Assassin's Creed Odyssey isn't shackled to history

Assassin’s Creed has always had an unusual relationship with history. It’s integral to the series and every game has been rich in historical detail, whether it’s the little facts about landmarks or characters, or the famous faces that you’ll meet as an assassin. It's never been accurate, but it usually feels authentic. But the more the series has progressed, the more it’s started to feel like the Disneyland of history, throwing in celebrities with wild abandon, turning its cities into places where every historical figure of the age seems to reside. 

With Odyssey, Ubisoft is taking a different approach. 

“I remember working on Syndicate and you almost have a day-by-day account of what everybody did,” Marc-Alexis Côté, senior producer on Assassin’s Creed Odyssey told VG24/7. “And obviously you don’t have that in 400BC.”

While the some of history of Ancient Greece is well documented, Ubisoft is going far back, covering a time where we have to rely on people like occasional liar and father of history, Herodotus. In many cases, he’s the only primary source that we have, and he wasn’t beyond spinning yarns and injecting mythology into his entertaining Histories. It sounds like Ubisoft is taking his lead. 

“If [mythological creatures] weren’t there it’d be very very sad, so rest assured that they are,” Côté said. “They’re really an intricate part of this world that we have created and have perfect explanations that will carry on in the history of the franchise as well.”

And while plenty of historical figures will be making an appearance, the dearth of information we have that details what they were like as people has given Ubisoft free rein to create original characters. Let it be known, however, that there’s only one version of Socrates that I’ll accept. 

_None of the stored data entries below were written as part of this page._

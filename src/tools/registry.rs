//! Tool registry — name-based dispatch over the catalog and its bindings.
//!
//! The registry is read-only after construction and is shared behind an
//! `Arc`; concurrent dispatches need no locking. Backend failures come back
//! as failure envelopes inside `Ok`; only caller mistakes are `Err`.

use serde_json::{Map, Value};
use std::collections::HashMap;
use std::time::Instant;
use tracing::Instrument;
use uuid::Uuid;

use super::bindings::{builtin_bindings, query_pairs, resolve_path, string_param, ToolAction};
use super::builtin::builtin_catalog;
use super::catalog::ToolCatalog;
use crate::backends::{is_failure, Backends, Failure, GraphConnection, RangeBounds};
use crate::types::{Config, Error, Result};

const DEFAULT_LOG_LIMIT: u64 = 100;

/// Dispatch table binding every catalog entry to one action.
#[derive(Debug)]
pub struct ToolRegistry {
    catalog: ToolCatalog,
    actions: HashMap<String, ToolAction>,
    backends: Backends,
}

impl ToolRegistry {
    /// Bind `catalog` to `bindings`. The two must name exactly the same tools.
    pub fn new(
        catalog: ToolCatalog,
        bindings: Vec<(&'static str, ToolAction)>,
        backends: Backends,
    ) -> Result<Self> {
        let mut actions = HashMap::with_capacity(bindings.len());
        for (name, action) in bindings {
            if actions.insert(name.to_string(), action).is_some() {
                return Err(Error::internal(format!("Tool bound twice: {name}")));
            }
        }

        let missing_action: Vec<String> = catalog
            .list_names()
            .into_iter()
            .filter(|name| !actions.contains_key(*name))
            .map(str::to_string)
            .collect();
        let mut missing_entry: Vec<String> = actions
            .keys()
            .filter(|name| !catalog.has_tool(name))
            .cloned()
            .collect();
        missing_entry.sort();

        if !missing_action.is_empty() || !missing_entry.is_empty() {
            return Err(Error::CatalogDrift {
                missing_action,
                missing_entry,
            });
        }

        Ok(Self {
            catalog,
            actions,
            backends,
        })
    }

    /// Built-in catalog and bindings over the given graph capability.
    pub fn builtin(config: &Config, graph: GraphConnection) -> Result<Self> {
        let backends = Backends::from_config(config, graph)?;
        Self::new(builtin_catalog()?, builtin_bindings(), backends)
    }

    /// Connect the graph driver (if configured) and build the built-in registry.
    pub async fn from_config(config: &Config) -> Result<Self> {
        let graph = GraphConnection::from_config(config.graph.as_ref()).await;
        let registry = Self::builtin(config, graph)?;
        tracing::info!(
            tools = registry.catalog.len(),
            graph_connected = registry.graph_connected(),
            "tool registry ready"
        );
        Ok(registry)
    }

    /// Discovery view of every registered tool.
    pub fn catalog(&self) -> &ToolCatalog {
        &self.catalog
    }

    pub fn action(&self, tool_name: &str) -> Option<ToolAction> {
        self.actions.get(tool_name).copied()
    }

    pub fn graph_connected(&self) -> bool {
        self.backends.graph.is_connected()
    }

    /// Check `parameters` against the tool's schema and fill in defaults.
    pub fn prepare(&self, tool_name: &str, parameters: Value) -> Result<(ToolAction, Map<String, Value>)> {
        let action = self
            .action(tool_name)
            .ok_or_else(|| Error::unknown_tool(tool_name))?;

        let mut parameters = match parameters {
            Value::Null => Value::Object(Map::new()),
            other => other,
        };

        let violations = self.catalog.validate_params(tool_name, &parameters)?;
        if !violations.is_empty() {
            return Err(Error::InvalidParameters {
                tool: tool_name.to_string(),
                violations,
            });
        }
        self.catalog.fill_defaults(tool_name, &mut parameters)?;

        match parameters {
            Value::Object(map) => Ok((action, map)),
            _ => Err(Error::validation("Parameters must be a JSON object")),
        }
    }

    /// Invoke `tool_name` with `parameters`.
    ///
    /// Unknown tools and schema violations fail before any backend is touched.
    pub async fn dispatch(&self, tool_name: &str, parameters: Value) -> Result<Value> {
        let invocation_id = Uuid::new_v4();
        tracing::info!(
            %invocation_id,
            tool = tool_name,
            parameters = %parameters,
            "tool invocation"
        );

        let (action, parameters) = match self.prepare(tool_name, parameters) {
            Ok(prepared) => prepared,
            Err(e) => {
                tracing::warn!(%invocation_id, tool = tool_name, error = %e, "tool invocation rejected");
                return Err(e);
            }
        };

        let span = tracing::info_span!("tool", %invocation_id, tool = tool_name, backend = action.backend());
        let started = Instant::now();
        let result = self.execute(action, parameters).instrument(span).await;

        tracing::info!(
            %invocation_id,
            tool = tool_name,
            elapsed_ms = started.elapsed().as_millis() as u64,
            failed = is_failure(&result),
            "tool invocation completed"
        );
        Ok(result)
    }

    async fn execute(&self, action: ToolAction, mut params: Map<String, Value>) -> Value {
        match action {
            ToolAction::RestGet { path } => match resolve_path(path, &mut params) {
                Ok(path) => self.backends.rest.get(&path, &query_pairs(&params)).await,
                Err(message) => Failure::new(message).into_value(),
            },
            ToolAction::RestPost { path } => match resolve_path(path, &mut params) {
                Ok(path) => {
                    self.backends
                        .rest
                        .post(&path, &Value::Object(params))
                        .await
                }
                Err(message) => Failure::new(message).into_value(),
            },
            ToolAction::GraphQuery { query_param } => match string_param(&params, query_param) {
                Some(query) => self.backends.graph.run_query(&query).await,
                None => Failure::new(format!("Missing parameter: {query_param}")).into_value(),
            },
            ToolAction::LogQuery => match string_param(&params, "query") {
                Some(query) => {
                    let limit = params
                        .get("limit")
                        .and_then(Value::as_u64)
                        .unwrap_or(DEFAULT_LOG_LIMIT);
                    self.backends.logs.query(&query, limit).await
                }
                None => Failure::new("Missing parameter: query").into_value(),
            },
            ToolAction::MetricsRangeQuery => match string_param(&params, "query") {
                Some(query) => {
                    let bounds = RangeBounds {
                        start: string_param(&params, "start"),
                        end: string_param(&params, "end"),
                        step: string_param(&params, "step"),
                    };
                    self.backends.metrics.query_range(&query, &bounds).await
                }
                None => Failure::new("Missing parameter: query").into_value(),
            },
        }
    }

    /// Release long-lived backend handles. Called once at process shutdown.
    pub async fn shutdown(&self) {
        self.backends.graph.close().await;
    }
}

#[cfg(test)]
mod tests {
    use super::*;
    use crate::tools::builtin::builtin_entries;
    use crate::tools::catalog::ToolEntry;
    use serde_json::json;
    use crate::observability::{capture::CapturedLogs, subscriber};
    use crate::types::LoggingConfig;

    fn registry() -> ToolRegistry {
        ToolRegistry::builtin(&Config::default(), GraphConnection::Unconfigured).unwrap()
    }

    #[test]
    fn test_builtin_catalog_and_bindings_agree() {
        let registry = registry();
        let mut catalog_names: Vec<&str> = registry.catalog().list_names();
        let mut bound_names: Vec<&str> = registry.actions.keys().map(String::as_str).collect();
        catalog_names.sort_unstable();
        bound_names.sort_unstable();
        assert_eq!(catalog_names, bound_names);
    }

    #[test]
    fn test_drift_is_rejected_both_ways() {
        let backends = || Backends::from_config(&Config::default(), GraphConnection::Unconfigured).unwrap();

        let mut catalog = builtin_catalog().unwrap();
        catalog
            .register(ToolEntry::new("orphan_tool", "declared only", vec![]))
            .unwrap();
        match ToolRegistry::new(catalog, builtin_bindings(), backends()) {
            Err(Error::CatalogDrift { missing_action, missing_entry }) => {
                assert_eq!(missing_action, vec!["orphan_tool".to_string()]);
                assert!(missing_entry.is_empty());
            }
            other => panic!("expected drift, got {other:?}"),
        }

        let mut bindings = builtin_bindings();
        bindings.push(("hidden_tool", ToolAction::LogQuery));
        match ToolRegistry::new(builtin_catalog().unwrap(), bindings, backends()) {
            Err(Error::CatalogDrift { missing_action, missing_entry }) => {
                assert!(missing_action.is_empty());
                assert_eq!(missing_entry, vec!["hidden_tool".to_string()]);
            }
            other => panic!("expected drift, got {other:?}"),
        }
    }

    #[test]
    fn test_duplicate_binding_is_rejected() {
        let backends = Backends::from_config(&Config::default(), GraphConnection::Unconfigured).unwrap();
        let mut bindings = builtin_bindings();
        bindings.push(("query_logs", ToolAction::LogQuery));
        assert!(ToolRegistry::new(builtin_catalog().unwrap(), bindings, backends).is_err());
    }

    #[tokio::test]
    async fn test_unknown_tool_is_client_error() {
        let err = registry()
            .dispatch("drop_all_tables", json!({}))
            .await
            .unwrap_err();
        assert!(matches!(err, Error::UnknownTool(ref name) if name == "drop_all_tables"));
        assert!(err.is_client_error());
    }

    #[tokio::test]
    async fn test_schema_violations_are_reported_together() {
        let err = registry()
            .dispatch("search_incidents", json!({"severity": "apocalyptic", "limit": "ten"}))
            .await
            .unwrap_err();
        match err {
            Error::InvalidParameters { tool, violations } => {
                assert_eq!(tool, "search_incidents");
                assert_eq!(violations.len(), 2);
            }
            other => panic!("expected InvalidParameters, got {other:?}"),
        }
    }

    #[tokio::test]
    async fn test_negative_limit_is_a_violation() {
        let err = registry()
            .dispatch("query_logs", json!({"query": "error", "limit": -5}))
            .await
            .unwrap_err();
        match err {
            Error::InvalidParameters { tool, violations } => {
                assert_eq!(tool, "query_logs");
                assert_eq!(violations.len(), 1);
                assert!(violations[0].contains("limit"), "{violations:?}");
            }
            other => panic!("expected InvalidParameters, got {other:?}"),
        }
    }

    #[test]
    fn test_prepare_fills_defaults_and_accepts_null() {
        let registry = registry();
        let (action, params) = registry.prepare("query_logs", json!({"query": "error"})).unwrap();
        assert_eq!(action, ToolAction::LogQuery);
        assert_eq!(params.get("limit"), Some(&json!(100)));

        let (_, params) = registry.prepare("search_changelogs", Value::Null).unwrap();
        assert_eq!(params.get("limit"), Some(&json!(20)));
    }

    #[tokio::test]
    async fn test_graph_tool_without_connection() {
        let result = registry()
            .dispatch("get_graph_nodes", json!({"query": "MATCH (n) RETURN n"}))
            .await
            .unwrap();
        assert_eq!(
            result,
            json!({"success": false, "error": "Neo4j driver not initialized"})
        );
    }

    #[tokio::test]
    async fn test_unconfigured_rest_backend_is_envelope() {
        let result = registry()
            .dispatch("get_incident_by_id", json!({"incident_id": "INC-1"}))
            .await
            .unwrap();
        assert!(is_failure(&result));
    }

    #[tokio::test]
    async fn test_invocation_is_logged() {
        let logs = CapturedLogs::default();
        let _guard = tracing::subscriber::set_default(subscriber(
            &LoggingConfig::default(),
            logs.writer(),
            false,
        ));

        let _ = registry()
            .dispatch("query_metrics", json!({"query": "up"}))
            .await;

        let contents = logs.contents();
        assert!(contents.contains("tool invocation completed"));
        assert!(contents.contains("query_metrics"));
    }

    #[test]
    fn test_every_builtin_entry_has_a_backend() {
        let registry = registry();
        for entry in builtin_entries() {
            assert!(registry.action(&entry.name).is_some(), "{} unbound", entry.name);
        }
    }
}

This isn’t really out of the blue, of course. The pieces of Eden and the First Civilisation have always crammed fantasy into Ubisoft’s historical epics, while Origins similarly dabbled in mythology and relied less on caricatures of historical figures. In Odyssey, however, it's taken further and, according to Côté, allows Ubisoft to give more agency to players.

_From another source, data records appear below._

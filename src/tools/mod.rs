//! Tool infrastructure — catalog, bindings, dispatch.
//!
//! The catalog is the source of truth for discovery, the bindings for
//! execution. The registry joins them and refuses to start if they disagree.

pub mod bindings;
pub mod builtin;
pub mod catalog;
pub mod registry;

pub use bindings::ToolAction;
pub use builtin::builtin_catalog;
pub use catalog::{ParamDef, ParamType, ToolCatalog, ToolEntry};
pub use registry::ToolRegistry;
//! Application error types.
//!
//! All errors use `thiserror` for automatic Error trait derivation. Backend
//! failures are never represented here: adapters turn them into failure
//! envelopes. These variants cover client mistakes, startup problems and
//! internal faults.

use thiserror::Error;

/// Application result type.
pub type Result<T> = std::result::Result<T, Error>;

/// Main error enum for the gateway.
#[derive(Error, Debug)]
pub enum Error {
    /// Malformed request (map to HTTP 400).
    #[error("validation error: {0}")]
    Validation(String),

    /// Tool name is not registered (map to HTTP 400).
    #[error("unknown tool: {0}")]
    UnknownTool(String),

    /// Parameters violate the tool's declared schema (map to HTTP 400).
    #[error("invalid parameters for {tool}: {}", .violations.join("; "))]
    InvalidParameters {
        tool: String,
        violations: Vec<String>,
    },

    /// Catalog and action bindings disagree on the set of tool names.
    #[error(
        "catalog drift: without action [{}], without catalog entry [{}]",
        .missing_action.join(", "),
        .missing_entry.join(", ")
    )]
    CatalogDrift {
        missing_action: Vec<String>,
        missing_entry: Vec<String>,
    },

    /// Invalid configuration value.
    #[error("configuration error: {0}")]
    Config(String),

    /// Internal errors (map to HTTP 500).
    #[error("internal error: {0}")]
    Internal(String),

    /// Serialization/deserialization errors.
    #[error("serialization error: {0}")]
    Serialization(#[from] serde_json::Error),

    /// I/O errors.
    #[error("io error: {0}")]
    Io(#[from] std::io::Error),
}

impl Error {
    /// True for errors caused by the caller rather than the gateway.
    pub fn is_client_error(&self) -> bool {
        matches!(
            self,
            Error::Validation(_) | Error::UnknownTool(_) | Error::InvalidParameters { .. }
        )
    }
}

// Convenience constructors
impl Error {
    pub fn validation(msg: impl Into<String>) -> Self {
        Self::Validation(msg.into())
    }

    pub fn unknown_tool(name: impl Into<String>) -> Self {
        Self::UnknownTool(name.into())
    }

    pub fn config(msg: impl Into<String>) -> Self {
        Self::Config(msg.into())
    }

    pub fn internal(msg: impl Into<String>) -> Self {
        Self::Internal(msg.into())
    }
}
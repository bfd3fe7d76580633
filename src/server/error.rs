use axum::http::StatusCode;
use axum::response::{IntoResponse, Response};
use axum::Json;
use serde::Serialize;

use crate::types::Error;

/// Standardised HTTP error response.
///
/// Every error returned by the gateway boundary serialises as:
/// ```json
/// { "success": false, "error": { "code": "<code>", "message": "<message>" } }
/// ```
/// with an optional `details` list for schema violations.
#[derive(Debug)]
pub struct ApiError {
    status: StatusCode,
    body: ApiErrorResponse,
}

#[derive(Debug, Clone, Serialize)]
pub struct ApiErrorResponse {
    pub success: bool,
    pub error: ApiErrorBody,
}

#[derive(Debug, Clone, Serialize)]
pub struct ApiErrorBody {
    pub code: String,
    pub message: String,
    #[serde(skip_serializing_if = "Vec::is_empty")]
    pub details: Vec<String>,
}

impl ApiError {
    pub fn new(status: StatusCode, code: impl Into<String>, message: impl Into<String>) -> Self {
        Self {
            status,
            body: ApiErrorResponse {
                success: false,
                error: ApiErrorBody {
                    code: code.into(),
                    message: message.into(),
                    details: Vec::new(),
                },
            },
        }
    }

    pub fn bad_request(message: impl Into<String>) -> Self {
        Self::new(StatusCode::BAD_REQUEST, "bad_request", message)
    }

    pub fn internal(message: impl Into<String>) -> Self {
        Self::new(StatusCode::INTERNAL_SERVER_ERROR, "internal", message)
    }

    fn with_details(mut self, details: Vec<String>) -> Self {
        self.body.error.details = details;
        self
    }

    pub fn status(&self) -> StatusCode {
        self.status
    }

    pub fn code(&self) -> &str {
        &self.body.error.code
    }
}

impl IntoResponse for ApiError {
    fn into_response(self) -> Response {
        (self.status, Json(self.body)).into_response()
    }
}

impl From<Error> for ApiError {
    fn from(err: Error) -> Self {
        match err {
            Error::Validation(msg) => Self::bad_request(msg),
            Error::UnknownTool(name) => Self::new(
                StatusCode::BAD_REQUEST,
                "unknown_tool",
                format!("Unknown tool: {name}"),
            ),
            Error::InvalidParameters { tool, violations } => Self::new(
                StatusCode::BAD_REQUEST,
                "invalid_parameters",
                format!("Invalid parameters for tool: {tool}"),
            )
            .with_details(violations),
            other => {
                tracing::error!(error = %other, "request failed");
                Self::internal("internal gateway error")
            }
        }
    }
}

“We’ve always used the excuse, ‘History is written that way, so that’s the way it should happen’,” Côté said. “While we have found many other explanations for many other things through the power of the Animus, a game is not a movie—the minute you push up on a thumbstick you’ve made a decision to move left or right. We shouldn’t hide behind the excuse that that’s the way history happened—you’re making decisions every second you’re playing a game.”

Those decisions are more apparent this time because Odyssey really leans into its RPG elements. Players will build their version of Alexios or Kassandra not just by killing things, levelling up and unlocking new weapons, but through conversations and branching dialogue, defining themselves and building relationships with other characters. 

It won’t be long until we’ll be able to see if this shift pays off. Assassin’s Creed Odyssey is due out on October 5.